On the Huffington Post today, rat’s lungs have been successfully bio-engineered!
WASHINGTON — It’s an early step toward one day building new lungs: Yale University researchers took apart and regrew a rat’s lung, and then transplanted it and watched it breathe.
The lung stayed in place only for an hour or two, as the scientists measured it exchanging oxygen and carbon dioxide much like a regular lung – but also spotted some problems that will take more research to fix.
Read the full story here.
“Sent from my BlackBerry® wireless handheld”
THEY DID NOT MAKE A LUNG
They started with a rat’s lung .
Who said they made a lung? Read before you react boy.
In the newspapers tomorrow scientists will be saying they
“made” a lung – you bet- and the average person will think it true. “the boy”

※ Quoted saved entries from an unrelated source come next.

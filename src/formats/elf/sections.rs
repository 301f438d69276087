//! Section table management

use crate::config::{DEBUGDATA_SECTION, SYMTAB_SECTION};
use crate::formats::elf::types::*;
use crate::formats::elf::utils::{read_cstr, sub_slice, EndianRead};

/// Section table of an on-disk (or decompressed) image
pub struct SectionTable<'a> {
    headers: Vec<SectionHeader>,
    strings: &'a [u8],
    data: &'a [u8],
}

/// Where the full symbol table of an image lives.
#[derive(Debug, Clone, Copy)]
pub enum FullTableSource {
    /// A `.symtab` section and its linked string table.
    Symtab {
        symtab: SectionHeader,
        strtab: SectionHeader,
    },
    /// A `.gnu_debugdata` section holding a compressed image that carries
    /// the table instead.
    DebugData(SectionHeader),
}

impl<'a> SectionTable<'a> {
    /// Parse section table from ELF data
    pub fn parse(data: &'a [u8], header: &ElfHeader) -> Result<Self> {
        let sh_offset = header.e_shoff as usize;
        let sh_entsize = header.e_shentsize as usize;
        let sh_num = header.e_shnum as usize;

        if sh_num == 0 {
            return Err(ElfError::MalformedHeader("no section headers".to_string()));
        }

        // Check bounds
        let total_size = sh_num * sh_entsize;
        if sh_offset
            .checked_add(total_size)
            .map_or(true, |end| end > data.len())
        {
            return Err(ElfError::Truncated {
                offset: sh_offset,
                needed: total_size,
            });
        }

        // Parse section headers
        let headers = (0..sh_num)
            .map(|i| {
                parse_section_header(
                    data,
                    sh_offset + i * sh_entsize,
                    header.ident.class,
                    header.ident.data,
                )
            })
            .collect::<Result<Vec<_>>>()?;

        // Get string table for section names
        let shstrndx = header.e_shstrndx;
        if shstrndx == SHN_UNDEF {
            return Err(ElfError::MalformedHeader(
                "no section name string table".to_string(),
            ));
        }
        let str_header = headers
            .get(shstrndx as usize)
            .ok_or(ElfError::InvalidSectionIndex(shstrndx as u32))?;
        let strings = sub_slice(data, str_header.sh_offset, str_header.sh_size)?;

        Ok(Self {
            headers,
            strings,
            data,
        })
    }

    /// Get section header by index
    pub fn by_index(&self, index: usize) -> Option<&SectionHeader> {
        self.headers.get(index)
    }

    /// Name of a section, bounded by the section name string table
    pub fn name_of(&self, header: &SectionHeader) -> Option<&'a [u8]> {
        read_cstr(self.strings, header.sh_name as usize).ok()
    }

    /// Bytes of a section
    pub fn data_of(&self, header: &SectionHeader) -> Result<&'a [u8]> {
        sub_slice(self.data, header.sh_offset, header.sh_size)
    }

    /// Count sections
    pub fn count(&self) -> usize {
        self.headers.len()
    }

    /// The first `.symtab` with a valid string table link. Failing that,
    /// and when `allow_debugdata` is set, the first `.gnu_debugdata`.
    pub fn find_full_table(&self, allow_debugdata: bool) -> Option<FullTableSource> {
        let symtab = self.headers.iter().find_map(|sh| {
            if sh.sh_type != SHT_SYMTAB || self.name_of(sh) != Some(SYMTAB_SECTION.as_bytes()) {
                return None;
            }
            let strtab = self.by_index(sh.sh_link as usize)?;
            (strtab.sh_type == SHT_STRTAB).then_some(FullTableSource::Symtab {
                symtab: *sh,
                strtab: *strtab,
            })
        });
        if symtab.is_some() || !allow_debugdata {
            return symtab;
        }
        self.headers
            .iter()
            .find(|sh| {
                sh.sh_type == SHT_PROGBITS && self.name_of(sh) == Some(DEBUGDATA_SECTION.as_bytes())
            })
            .map(|sh| FullTableSource::DebugData(*sh))
    }
}

/// Parse a single section header
fn parse_section_header(
    data: &[u8],
    offset: usize,
    class: ElfClass,
    endian: ElfData,
) -> Result<SectionHeader> {
    match class {
        ElfClass::Elf32 => Ok(SectionHeader {
            sh_name: data.read_u32(offset, endian)?,
            sh_type: data.read_u32(offset + 4, endian)?,
            sh_flags: data.read_u32(offset + 8, endian)? as u64,
            sh_addr: data.read_u32(offset + 12, endian)? as u64,
            sh_offset: data.read_u32(offset + 16, endian)? as u64,
            sh_size: data.read_u32(offset + 20, endian)? as u64,
            sh_link: data.read_u32(offset + 24, endian)?,
            sh_info: data.read_u32(offset + 28, endian)?,
            sh_addralign: data.read_u32(offset + 32, endian)? as u64,
            sh_entsize: data.read_u32(offset + 36, endian)? as u64,
        }),
        ElfClass::Elf64 => Ok(SectionHeader {
            sh_name: data.read_u32(offset, endian)?,
            sh_type: data.read_u32(offset + 4, endian)?,
            sh_flags: data.read_u64(offset + 8, endian)?,
            sh_addr: data.read_u64(offset + 16, endian)?,
            sh_offset: data.read_u64(offset + 24, endian)?,
            sh_size: data.read_u64(offset + 32, endian)?,
            sh_link: data.read_u32(offset + 40, endian)?,
            sh_info: data.read_u32(offset + 44, endian)?,
            sh_addralign: data.read_u64(offset + 48, endian)?,
            sh_entsize: data.read_u64(offset + 56, endian)?,
        }),
    }
}

#[cfg(test)]
mod tests {
    use super::*;
    use crate::formats::elf::headers::parse_header;
    use crate::formats::elf::testing::{sym64, ElfBuilder, StringTable};

    fn table_pair() -> (Vec<u8>, Vec<u8>) {
        let mut strtab = StringTable::new();
        let mut symtab = sym64(0, 0, 0, 0);
        symtab.extend(sym64(strtab.add("local_fn"), STT_FUNC, 1, 0x1230));
        (symtab, strtab.into_bytes())
    }

    #[test]
    fn test_finds_symtab_and_linked_strtab() {
        let (symtab, strtab) = table_pair();
        let mut builder = ElfBuilder::new();
        builder.section(".text", SHT_PROGBITS, vec![0x90; 16], 0, 0);
        builder.symtab(symtab.clone(), strtab.clone());
        let data = builder.build();

        let header = parse_header(&data).unwrap();
        let sections = SectionTable::parse(&data, &header).unwrap();
        assert_eq!(sections.count(), 5);

        match sections.find_full_table(true) {
            Some(FullTableSource::Symtab { symtab: s, strtab: t }) => {
                assert_eq!(sections.data_of(&s).unwrap(), &symtab[..]);
                assert_eq!(sections.data_of(&t).unwrap(), &strtab[..]);
            }
            other => panic!("unexpected {:?}", other),
        }
    }

    #[test]
    fn test_falls_back_to_debugdata() {
        let mut builder = ElfBuilder::new();
        builder.section(".gnu_debugdata", SHT_PROGBITS, b"xz-bytes".to_vec(), 0, 0);
        let data = builder.build();

        let header = parse_header(&data).unwrap();
        let sections = SectionTable::parse(&data, &header).unwrap();

        match sections.find_full_table(true) {
            Some(FullTableSource::DebugData(sh)) => {
                assert_eq!(sections.data_of(&sh).unwrap(), b"xz-bytes");
            }
            other => panic!("unexpected {:?}", other),
        }
        assert!(sections.find_full_table(false).is_none());
    }

    #[test]
    fn test_symtab_wins_over_earlier_debugdata() {
        let (symtab, strtab) = table_pair();
        let mut builder = ElfBuilder::new();
        builder.section(".gnu_debugdata", SHT_PROGBITS, b"xz-bytes".to_vec(), 0, 0);
        builder.symtab(symtab.clone(), strtab);
        let data = builder.build();

        let header = parse_header(&data).unwrap();
        let sections = SectionTable::parse(&data, &header).unwrap();

        for allow_debugdata in [true, false] {
            match sections.find_full_table(allow_debugdata) {
                Some(FullTableSource::Symtab { symtab: s, .. }) => {
                    assert_eq!(sections.data_of(&s).unwrap(), &symtab[..]);
                }
                other => panic!("unexpected {:?}", other),
            }
        }
    }

    #[test]
    fn test_symtab_with_bad_link_is_skipped() {
        let (symtab, _) = table_pair();
        let mut builder = ElfBuilder::new();
        // Link points at a PROGBITS section, then out of range.
        let text = builder.section(".text", SHT_PROGBITS, vec![0; 8], 0, 0);
        builder.section(".symtab", SHT_SYMTAB, symtab.clone(), text, 24);
        builder.section(".symtab", SHT_SYMTAB, symtab, 99, 24);
        let data = builder.build();

        let header = parse_header(&data).unwrap();
        let sections = SectionTable::parse(&data, &header).unwrap();
        assert!(sections.find_full_table(true).is_none());
    }

    #[test]
    fn test_wrong_type_name_match_is_ignored() {
        let mut builder = ElfBuilder::new();
        builder.section(".gnu_debugdata", SHT_STRTAB, vec![1, 2, 3], 0, 0);
        let data = builder.build();

        let header = parse_header(&data).unwrap();
        let sections = SectionTable::parse(&data, &header).unwrap();
        assert!(sections.find_full_table(true).is_none());
    }

    #[test]
    fn test_truncated_section_headers() {
        let data = ElfBuilder::new().build();
        let header = parse_header(&data).unwrap();
        let cut = &data[..data.len() - 8];
        assert!(matches!(
            SectionTable::parse(cut, &header),
            Err(ElfError::Truncated { .. })
        ));
    }

    #[test]
    fn test_missing_shstrtab_index() {
        let mut data = ElfBuilder::new().build();
        data[62] = 0;
        data[63] = 0;
        let header = parse_header(&data).unwrap();
        assert!(matches!(
            SectionTable::parse(&data, &header),
            Err(ElfError::MalformedHeader(_))
        ));
    }
}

Feh idle speculation. Again, please read the article boy. We are wasting bandwidth on your frigging ignorance.
The next useless comment from you I’ll start deleting.
I’ll give you a hint here: if you want to question the practice of cloning, the ethics of it, heck even challenge the process as impossible given the alleged facts fine.
But all these “they’re gonna claim they made a lung” crap is a mark of someone who doesn’t read what they criticize. Shallow boy this is not what critical thinking is about!
Sorry man I just have to take issue with this. Prove me wrong and start talking intelligently please!
And don’t pull the ALL CAPS on us unless you have something relevant to say. Geez.
[…] 25, 2010 by Mark T. Market While some scientists are growing some lungs, this guy loves loves eating […]
Ironically, this the first remotely “critical” comment from you. I don’t take issue with anyone who disagrees with me. What I take issue with is waste of bandwidth on flimsy notions without addressing the issue on the post.
Had you made a sensible follow up to your first comment, we might have had a better conversation, instead of dwelling on pettiness. Too bad for me. Too bad for you.
Happy to see you go. Come back when you have something better to say.
Now I feel stiupd. That’s cleared it up for me
Mark – Like a newspaper reporter you headed up your
article – “artificial lungs” this is what the average uncritical
thinker will pick up. They supposedly made a cell a few weeks ago but they started with a yeast cell if you read the whole article. So I am a critical thinker but the headlines were “scientists have created a cell”. So this is what Joe Public believes unless you are a critical thinker like
me.
So scientists did not “Build” a rat lung – they started with the rat lung – no living organism has ever been created in all the labs by all the scientists in all the world (apologies
Bogart).
The best interviewers let everyone have their say without
threatening to delete their posts.
“Building new lungs” is what Joe Soap reads and these headlines were in the Post.
Nice to see you back. You have a point and I agree. But it may not necessarily be as big a deal as you make it appear.
What I tend to see are two motivations underpinning the scenario you just painted:
On the one hand there is the scientific establishment hungry to trumpet any success in man-made forays into biology and creating life (or proxies thereof).
On the other hand there is the camp that is quick to point out that any claim by the first camp are not authentic or actuall achievements in the truest sense–e.g. they didn’t really make a cell, it wasn’t really an artificial lung, etc. The religious camp is a notable subset of this group–who are quicker to downplay any human achievement as not comparable to what they attribute to the divine.
I think your comment falls within the latter category–but motivated seemingly by intellectual honesty (or more aptly to point out dishonesty as the case in point), and the need(?) to protect the Joes of the world.
But really, the need for honesty aside, do we really feel the need to downplay the achievements? Reportage and blog titles can be reworded, and if the Joes rightly read what they should, then the misinformation issue should be addressed right? That would leave us then with your point: how material is the description to the truth?
Fact remains: A lung was indeed created. Now unless we are questioning the claim or the process–then we may really be just debating semantics. Is that it?
On that latter note about interviewers, I respectfully disagree. The best interviewers choose the best interviewees and the choose best questions to ask. The best interviewers always reserve the right to separate the men from the boys.
The interviewers you refer to are called something else. Tabloid maybe. But definitely not the best.
The word creation does not imply “created from a rat lung”
It gives the impression that the lung was created from scratch.
This issue reminds me…
Stem Cell is the available (also in the Philippines at PGH, St. Lukes… latest upcoming in Makati Medical Center) advanced method. Very expensive. A lung cancer patient would spend around Php 4-5M to cure the cancer completely.
No moral debates about it. I guess for as long as it doesn’t shape like a whole organ.
I was told there are 2 methods. For the emergency cases, they grow the stem cells outside of the body in the lab, then pump them back in the body parts that need help, also in the marrow. This is the method found in the Manila hospitals.
There are maintenance/supplementary methods in the form of capsules, among others, to activate the formation of stem cells in the bone marrow, and by their own intelligences they go to where they are most needed in the body.